Robert Louis Dreyfus a secrètement décidé de résoudre le conflit opposant Diouf et Labrune par un duel historique, selon les règles de l’art déterminées par le Code élaboré en 1777 par d’honorables Irlandais.
Robert Louis-Dreyfus (blême, sur son lit de justice, se tamponnant le visage avec un gant de toilette Adidas) : Gentilshommes, il est temps de régler ce conflit qui m’épuise et vous ridiculise. Vous vous faites duellistes, soit, mais acceptez-en les règles. La première offense appelle la première excuse, même si la riposte a été plus outrageante que l’insulte [1].
Vincent Labrune : La première offense est assurément l’irrespect total témoigné par Pape en refusant de répondre à nos convocations.
Pape Diouf : Nonobstant vos déclarations, la première offense qui m’ait été faite est votre seule existence.
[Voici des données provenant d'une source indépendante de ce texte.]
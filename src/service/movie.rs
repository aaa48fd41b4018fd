//! Movie service.

use std::sync::Arc;

use tracing::{debug, info, instrument};

use super::error::{ServiceResult, settle};
use crate::db::{Database, Id, Movie, MovieRepository};

/// Movie operations exposed to the API layer.
///
/// Generic over `D: Database`; the database is injected by the caller
/// and shared through an `Arc`.
pub struct MovieService<D: Database> {
    db: Arc<D>,
}

// Manual Clone impl - only the Arc needs to be cloneable, not D
impl<D: Database> Clone for MovieService<D> {
    fn clone(&self) -> Self {
        Self {
            db: Arc::clone(&self.db),
        }
    }
}

impl<D: Database> MovieService<D> {
    pub fn new(db: Arc<D>) -> Self {
        Self { db }
    }

    #[cfg(test)]
    pub(crate) fn db(&self) -> &D {
        &self.db
    }

    #[instrument(skip(self))]
    pub async fn find_all(&self) -> ServiceResult<Vec<Movie>> {
        let result = self.db.movies().list().await;
        settle("listing movies", result)
            .inspect(|movies| debug!(count = movies.len(), "Listed movies"))
    }

    #[instrument(skip(self))]
    pub async fn find_by_id(&self, id: Id) -> ServiceResult<Movie> {
        let result = self.db.movies().get(id).await;
        settle("fetching movie", result)
    }

    /// Store a new movie and return it with its assigned ID.
    #[instrument(skip(self, movie), fields(name = %movie.name))]
    pub async fn save(&self, movie: &Movie) -> ServiceResult<Movie> {
        let result = self.db.movies().create(movie).await;
        settle("saving movie", result).inspect(|saved| info!(id = saved.id, "Movie saved"))
    }

    #[instrument(skip(self, movie), fields(id = movie.id))]
    pub async fn update(&self, movie: &Movie) -> ServiceResult<Movie> {
        let result = self.db.movies().update(movie).await;
        settle("updating movie", result).inspect(|_| info!("Movie updated"))
    }

    #[instrument(skip(self))]
    pub async fn delete_by_id(&self, id: Id) -> ServiceResult<()> {
        let result = self.db.movies().delete(id).await;
        settle("deleting movie", result).inspect(|_| info!("Movie deleted"))
    }

    #[instrument(skip(self))]
    pub async fn update_rental_status(&self, id: Id, rental_status: &str) -> ServiceResult<()> {
        let result = self
            .db
            .movies()
            .update_rental_status(id, rental_status)
            .await;
        settle("updating rental status", result).inspect(|_| info!("Rental status updated"))
    }
}
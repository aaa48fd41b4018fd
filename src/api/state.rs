//! Application state for the API server.

use std::sync::Arc;

use crate::db::Database;
use crate::service::MovieService;

/// Shared application state.
///
/// Generic over `D: Database` so tests and production can use different
/// storage backends. The database is injected, never created here.
pub struct AppState<D: Database> {
    db: Arc<D>,
    movies: MovieService<D>,
}

// Manual Clone impl - only the Arcs are cloned, D need not be Clone
impl<D: Database> Clone for AppState<D> {
    fn clone(&self) -> Self {
        Self {
            db: Arc::clone(&self.db),
            movies: self.movies.clone(),
        }
    }
}

impl<D: Database> AppState<D> {
    pub fn new(db: Arc<D>) -> Self {
        Self {
            movies: MovieService::new(Arc::clone(&db)),
            db,
        }
    }

    /// Get a reference to the database.
    pub fn db(&self) -> &D {
        &self.db
    }

    /// Get a reference to the movie service.
    pub fn movies(&self) -> &MovieService<D> {
        &self.movies
    }
}
//! Database utility functions.

use chrono::{NaiveDate, NaiveDateTime, NaiveTime, Timelike, Utc};
use serde::{Deserialize, Deserializer};

/// Current UTC timestamp truncated to whole seconds.
pub fn current_timestamp() -> NaiveDateTime {
    let now = Utc::now().naive_utc();
    now.with_nanosecond(0).unwrap_or(now)
}

/// Current UTC date.
pub fn current_date() -> NaiveDate {
    Utc::now().date_naive()
}

#[derive(Deserialize)]
#[serde(untagged)]
enum DateOrDateTime {
    DateTime(NaiveDateTime),
    Date(NaiveDate),
}

/// Deserialize an optional timestamp that may also be sent as a bare date.
///
/// `"2024-05-01"` is read as midnight of that day.
pub fn deserialize_date_or_datetime<'de, D>(
    deserializer: D,
) -> Result<Option<NaiveDateTime>, D::Error>
where
    D: Deserializer<'de>,
{
    let value = Option::<DateOrDateTime>::deserialize(deserializer)?;
    Ok(value.map(|v| match v {
        DateOrDateTime::DateTime(ts) => ts,
        DateOrDateTime::Date(date) => date.and_time(NaiveTime::MIN),
    }))
}

#[cfg(test)]
mod tests {
    use super::*;

    #[test]
    fn current_timestamp_has_no_subsecond_part() {
        assert_eq!(current_timestamp().nanosecond(), 0);
    }

    #[test]
    fn current_date_matches_timestamp_date() {
        let date = current_date();
        let ts = current_timestamp();
        // Allow for a midnight rollover between the two calls
        assert!(ts.date() == date || ts.date() == date.succ_opt().unwrap());
    }

    #[derive(Deserialize)]
    struct Stamp {
        #[serde(default, deserialize_with = "deserialize_date_or_datetime")]
        at: Option<NaiveDateTime>,
    }

    #[test]
    fn date_or_datetime_accepts_bare_date_as_midnight() {
        let stamp: Stamp = serde_json::from_str(r#"{"at":"2024-05-01"}"#).unwrap();
        assert_eq!(
            stamp.at,
            NaiveDate::from_ymd_opt(2024, 5, 1).and_then(|d| d.and_hms_opt(0, 0, 0))
        );
    }

    #[test]
    fn date_or_datetime_accepts_full_timestamp() {
        let stamp: Stamp = serde_json::from_str(r#"{"at":"2024-05-01T10:30:00"}"#).unwrap();
        assert_eq!(
            stamp.at,
            NaiveDate::from_ymd_opt(2024, 5, 1).and_then(|d| d.and_hms_opt(10, 30, 0))
        );
    }

    #[test]
    fn date_or_datetime_handles_null_missing_and_garbage() {
        let stamp: Stamp = serde_json::from_str(r#"{"at":null}"#).unwrap();
        assert!(stamp.at.is_none());
        let stamp: Stamp = serde_json::from_str("{}").unwrap();
        assert!(stamp.at.is_none());
        assert!(serde_json::from_str::<Stamp>(r#"{"at":"yesterday"}"#).is_err());
    }
}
Robert Louis-Dreyfus : Rangez vos poivrières et attendez avant de vous arroser ! Discutons calmement. Sachez que si la première offense est un démenti, l’offenseur doit demander pardon en terme exprès, ou échanger deux coups avant toute excuse, ou trois avant toute explication ; ou sinon continuer à faire feu jusqu’à tant que l’une des parties essuie une blessure sévère [2].
Pape Diouf : Mon âme et mon honneur sont déjà meurtris au supplice par l’infamie que le conseil de surveillance m’oppose en chacun de ses actes.
Vincent Labrune : Vous n’oseriez ! Continuez seulement, et je jette à vos trousses tout ce que la France compte de journalistes sportifs !
Pape Diouf : Les deux pèlerins qu’ils doivent être sont juste assez pour disputer une partie d’Awalé.
Robert Louis-Dreyfus : Holà ! Il est strictement interdit, en toutes circonstances, directement ou indirectement, d’en venir aux mains. Aucune excuse ne saurait être acceptée pour une telle offense ! [3]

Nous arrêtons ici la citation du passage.